Morocco and Spain are on the verge of freezing diplomatic relations. If there is no substantive gesture from Pedro Sánchez's government towards the neighbouring country, there is a strong possibility that the Moroccan government will decide to expel the Spanish ambassador in Rabat.
This issue and other unflattering scenarios for bilateral relations were discussed at the emergency meeting convened by King Mohammed VI of his Security Committee last night at the Royal Palace, following the news of Brahim Ghali's departure on a plane belonging to the Algerian Presidency from Noain airport in Logroño to Algeria. On the discussion table around the King sat chief adviser Fuad Ali El Himma, head of the secret services Yassin Mansuri and General Abdel Fattah Louarak, inspector general of the Royal Armed Forces, the highest rank in the military hierarchy after the King. Among the possible reprisals Rabat could take against Sánchez's government are the suspension of anti-terrorist aid and the interruption of all contact between the two countries' intelligence and security services.
Several questions essential to understanding the crisis have been left unanswered by the gravity of the crisis:
- Why did President Pedro Sánchez rule out the possibility of sending Brahim Ghali to another country (Cuba, Russia, Switzerland) for medical treatment when Algerian President Abdelmadjid Tebboune asked him to do so?
- Why did the Spanish government accept that the Polisario leader entered Spain and was admitted to the Logroño Hospital under a false identity?
- Why did Pedro Sánchez disregard his Minister of the Interior, Fernando Grande Marlaska, who warned him of the foreseeable negative consequences that would be generated at the borders of Ceuta and Melilla with Morocco?
- Why did President Sánchez not want to communicate personally with Rabat to update him on the ongoing Operation Ghali?
- Why did it take Pedro Sánchez almost three weeks to give the go-ahead for Brahim Ghali's arrival (from March 29 when Algerian minister Sabri Boukkadoum proposed it to him, until April 21 when he was admitted to hospital), if the Sahrawi leader was suffering from advanced cancer and a serious contagion of COVID-19?
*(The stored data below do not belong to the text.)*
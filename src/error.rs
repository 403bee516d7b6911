//! Error taxonomy for probing, ingest and delivery

use std::path::PathBuf;

use thiserror::Error;

/// Reason a single frame header was rejected
#[derive(Error, Debug, Clone, Copy, PartialEq, Eq)]
pub enum HeaderError {
    #[error("header truncated ({0} bytes)")]
    Truncated(usize),
    #[error("bad syncword")]
    BadSync,
    #[error("reserved AAC profile 3")]
    ReservedProfile,
    #[error("bad sampling_frequency_index {0}")]
    BadSamplingIndex(u8),
    #[error("bad channel configuration {0}")]
    BadChannelConfig(u8),
    #[error("AAC frame length {0} out of range")]
    BadFrameLength(u16),
    #[error("reserved MPEG version")]
    ReservedVersion,
    #[error("reserved MPEG layer")]
    ReservedLayer,
    #[error("free or bad bitrate index {0}")]
    BadBitrateIndex(u8),
    #[error("reserved sample rate index")]
    BadSampleRateIndex,
}

/// Unusable or unparseable source file
#[derive(Error, Debug)]
pub enum FormatError {
    #[error("file doesn't exist: {}", .0.display())]
    NotFound(PathBuf),
    #[error("cannot open file {}: {source}", path.display())]
    Unreadable {
        path: PathBuf,
        #[source]
        source: std::io::Error,
    },
    #[error("couldn't find {format} frame in the first {window} bytes")]
    NoFrameFound { format: &'static str, window: usize },
    #[error("invalid first frame at offset {offset}: {source}")]
    InvalidFirstFrame {
        offset: u64,
        #[source]
        source: HeaderError,
    },
    #[error("no complete frames in stream")]
    NoFrames,
}

/// Handshake, authentication or socket failure against the ingest server
#[derive(Error, Debug)]
pub enum ConnectError {
    #[error("cannot connect to {addr}: {source}")]
    Dial {
        addr: String,
        #[source]
        source: std::io::Error,
    },
    #[error("handshake I/O failed: {0}")]
    Io(#[from] std::io::Error),
    #[error("server closed the connection during handshake")]
    Closed,
    #[error("timed out waiting for the server response")]
    Timeout,
    #[error("Shoutcast password rejected: {0}")]
    Rejected(String),
    #[error("invalid Icecast response: {0}")]
    BadStatus(String),
}

/// Top-level error returned by the delivery loops
#[derive(Error, Debug)]
pub enum CastError {
    #[error(transparent)]
    Format(#[from] FormatError),
    #[error(transparent)]
    Connect(#[from] ConnectError),
    #[error("I/O error: {0}")]
    Io(#[from] std::io::Error),
    #[error("aborted by user")]
    Aborted,
    #[error("encoder stalled, no data for {silent_ms} ms")]
    StalledEncoder { silent_ms: u64 },
}

impl CastError {
    /// Whether the caller should give up on the current track and move on
    pub fn is_format(&self) -> bool {
        matches!(self, CastError::Format(_))
    }

    pub fn is_aborted(&self) -> bool {
        matches!(self, CastError::Aborted)
    }
}

pub type Result<T, E = CastError> = std::result::Result<T, E>;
- What arguments did Algeria use to persuade Pedro Sánchez to accept Brahim Ghali, to break energy contracts, to suspend gas supplies through the MEDGAZ pipeline, to expose the million-dollar commissions of a large number of Spaniards at all institutional levels for contracts signed between Spain and Algeria, to reveal the hidden relations between the Algerian secret services and Spanish political parties, including those of the government, to reveal the hidden relations between the Algerian secret services and Spanish political parties, including those of the government?
- Did the Spanish government consider that Brahim Ghali's status had changed after he declared months ago the resumption of war with Morocco? Ghali went from being a political leader of a separatist movement to an armed leader in command of a guerrilla army of several thousand fighters who launched attacks against Moroccan military units and tried to cut the border crossing between Morocco and Mauritania.
- In this crisis, what are the roles played by the two parties in the government coalition, Podemos and PSOE?
- Has the Spanish government taken into account the catastrophic scenario that the suspension of economic and financial relations with Morocco would entail?
- Has the government of Pedro Sánchez taken into account the possibility of a terrorist attack provoked by uncontrolled elements or manipulated by third parties on Spanish soil?
- How does the Sánchez government explain to the Spanish public the fact that the Atlantic Alliance (NATO), which is the most important strategic defence umbrella that Spain has as a member of the Alliance, does not include Ceuta and Melilla among the cities to be defended?
- Does the government have any plan to get out of this crisis?
- Does the King of Spain, Felipe VI, have a role to play, or is he being held hostage by the president to prevent him from acting in this crisis?
As long as the coalition government presided over by Pedro Sánchez does not clear up these unknowns, the crisis will linger and become more intricate.